Monday, September 24, 2007
Alone on a Wide Wide Sea by Michael Morpurgo
I have been a Michael Morpurgo fan for years. His Dear Olly remains one of my all time favourites and he constantly amazes me with the breadth of subjects and the sensitivity with which he addresses them. He is as prolific as he is highly acclaimed and has written more than 90 books. Not only has he served as one of Britain’s Children’s Laureate, but he was instrumental in getting creating the office. A master storyteller, now Morpurgo has tackled the subject of displaced War orphans. The characters he has created in Alone on a Wide Wide Sea are so real that it’s hard to believe they have grown not from flesh and blood, but are grown from imagination, meticulous research, lyrical craft, and an astute eye for detail.
Alone on a Wide Wide Sea, is the two stories and both are deeply moving. The first is the “Story of Arthur Hobhouse”, and it begins with these words, “I should begin at the beginning, I know that. But the trouble is that I don’t know the beginning.” Dying of a brain tumor, Arthur looks back on his life. His journey from little boy orphaned by the WWI and separated from his sister to the old man telling his story to his eighteen-year-old daughter is heart wrenching. Arthur is one of hundreds of children sent on a ship halfway around the world to Australia. Alone, frightened, and dreadfully seasick, Arthur is fortunate to be taken under the wing of a slightly older boy named Marty. The two become like brothers and they are among the unlucky ones who end up being physically and emotionally abused at an isolated farm. It takes several brutal years and the death of one of the other boys before they escape. With the help of Aboriginal people, the boys find their way to the eccentric Aunty Meg takes in strays until they are well enough to return to the wild. Aunty Meg nurtures the boys and sets them on a path to the sea where they learn boatbuilding. A drop in the shipping industry throws the boys into despair and leads to the death of Marty and to Arthur’s despair. Love, the sea and ship building revive him, but just as he is about to set out with his daughter to try to locate his long lost sister, he discovers the tumor. His death ends the first story.

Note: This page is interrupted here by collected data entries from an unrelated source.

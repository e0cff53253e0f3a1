//! Sources: materialize tables from workbooks on disk.

use std::path::{Path, PathBuf};
use std::sync::Arc;

use calamine::{open_workbook_auto, Data, Reader};
use tracing::{debug, info};

use crate::error::{PipelineError, PipelineResult};
use crate::models::Table;
use crate::transform::config::Source;
use crate::transform::context::Context;
use crate::transform::dsl::{evaluate_row_chain, SkippedRow};

/// One sheet of a workbook as a raw string grid.
#[derive(Debug, Clone, PartialEq)]
pub struct Sheet {
    pub name: String,
    pub rows: Vec<Vec<String>>,
}

/// Reads workbooks into string grids.
///
/// `sheets` selects sheets by name; `None` reads every sheet in workbook
/// order. Blank rows are not returned.
pub trait WorkbookReader: Send + Sync {
    fn read(&self, path: &Path, sheets: Option<&[String]>) -> PipelineResult<Vec<Sheet>>;
}

/// [`WorkbookReader`] backed by calamine (xlsx, xlsm, xlsb, xls, ods).
#[derive(Debug, Default, Clone, Copy)]
pub struct CalamineReader;

impl WorkbookReader for CalamineReader {
    fn read(&self, path: &Path, sheets: Option<&[String]>) -> PipelineResult<Vec<Sheet>> {
        let source_err = |message: String| PipelineError::Source {
            path: path.to_path_buf(),
            message,
        };

        let mut workbook = open_workbook_auto(path).map_err(|e| source_err(e.to_string()))?;
        let available = workbook.sheet_names();
        let names: Vec<String> = match sheets {
            Some(wanted) => wanted.to_vec(),
            None => available.clone(),
        };

        let mut result = Vec::with_capacity(names.len());
        for name in names {
            if !available.contains(&name) {
                return Err(source_err(format!("Sheet '{}' does not exist on workbook", name)));
            }
            let range = workbook
                .worksheet_range(&name)
                .map_err(|e| source_err(format!("Sheet '{}': {}", name, e)))?;

            // calamine ranges start at the first used cell; pad back to column A.
            let offset = range.start().map(|(_, col)| col as usize).unwrap_or(0);
            let rows = range
                .rows()
                .filter(|cells| cells.iter().any(|c| !matches!(c, Data::Empty)))
                .map(|cells| {
                    std::iter::repeat(String::new())
                        .take(offset)
                        .chain(cells.iter().map(cell_text))
                        .collect()
                })
                .collect();

            result.push(Sheet { name, rows });
        }
        Ok(result)
    }
}

/// Raw text of a cell. Dates stay as their serial number.
fn cell_text(cell: &Data) -> String {
    match cell {
        Data::Empty => String::new(),
        Data::String(s) | Data::DateTimeIso(s) | Data::DurationIso(s) => s.clone(),
        Data::Float(f) => f.to_string(),
        Data::Int(i) => i.to_string(),
        Data::Bool(b) => b.to_string(),
        Data::DateTime(dt) => dt.as_f64().to_string(),
        Data::Error(e) => e.to_string(),
    }
}

/// Glob pattern matched by an Excel source for the run's year and quarter.
pub fn source_pattern(directory: &Path, group: &str, subgroup: &str, year: i32, quarter: u8) -> PathBuf {
    directory
        .join(group)
        .join(subgroup)
        .join(year.to_string())
        .join(format!("Q{}", quarter))
        .join("**")
        .join("*")
}

/// Regular files matching `pattern`, sorted.
pub fn list_files(pattern: &Path) -> Result<Vec<PathBuf>, glob::PatternError> {
    let mut files: Vec<PathBuf> = glob::glob(&pattern.to_string_lossy())?
        .filter_map(|entry| match entry {
            Ok(path) => Some(path),
            Err(e) => {
                debug!(error = %e, "Skipping unreadable path");
                None
            }
        })
        .filter(|path| path.is_file())
        .collect();
    files.sort();
    Ok(files)
}

/// Files an Excel source will read for this run.
pub fn source_files(source: &Source, ctx: &Context) -> PipelineResult<Vec<PathBuf>> {
    match source {
        Source::Excel { group, subgroup, .. } => {
            let pattern = source_pattern(&ctx.directory, group, subgroup, ctx.year, ctx.quarter.number());
            list_files(&pattern).map_err(|e| PipelineError::Source {
                path: pattern.clone(),
                message: e.to_string(),
            })
        }
    }
}

/// Read every table of a source, applying its row operations per sheet.
pub async fn read_source(
    source: &Source,
    ctx: &Context,
    reader: Arc<dyn WorkbookReader>,
    skipped: &mut Vec<SkippedRow>,
) -> PipelineResult<Vec<Table>> {
    let files = source_files(source, ctx)?;
    let Source::Excel { sheets, rows, .. } = source;

    let mut tables = Vec::new();
    for file in files {
        let read = {
            let reader = Arc::clone(&reader);
            let path = file.clone();
            let sheets = sheets.clone();
            tokio::task::spawn_blocking(move || reader.read(&path, sheets.as_deref()))
                .await
                .map_err(|e| PipelineError::Source {
                    path: file.clone(),
                    message: e.to_string(),
                })??
        };

        for sheet in read {
            let raw = sheet.rows.len();
            let table = Table::from_grid(file.clone(), sheet.rows);
            let table = evaluate_row_chain(rows, table, ctx, skipped).await?;
            debug!(file = %file.display(), sheet = %sheet.name, raw, kept = table.len(), "Sheet read");
            tables.push(table);
        }
    }

    info!(tables = tables.len(), "Source read");
    Ok(tables)
}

“The Journey of the Kitty Four” is the second story. It is the journey Arthur’s daughter takes on the boat her father designed and her grandfather built in search of Arthur’s long lost sister in England. The solo journey on a small sailboat from Australia to England is nearly as grueling as Arthur’s life journey, but the results are equally satisfying. In the end, Allie completes her father’s story, and begins a new story, her own.
This was a difficult but moving. It may be fiction, but it follows the all too true stories of displaced children who were sent thousands of miles from their homes to Canada, New Zealand and Australia after WWII. Some of the children found loving homes; others had terrible harrowing experiences like those of Arthur and Marty. Morpurgo doesn’t sugar coat pain and suffering, but he does manage a bit of magic. He stretches the love between family across oceans and through time, and demonstrates the deep human connections it inspires in all of us.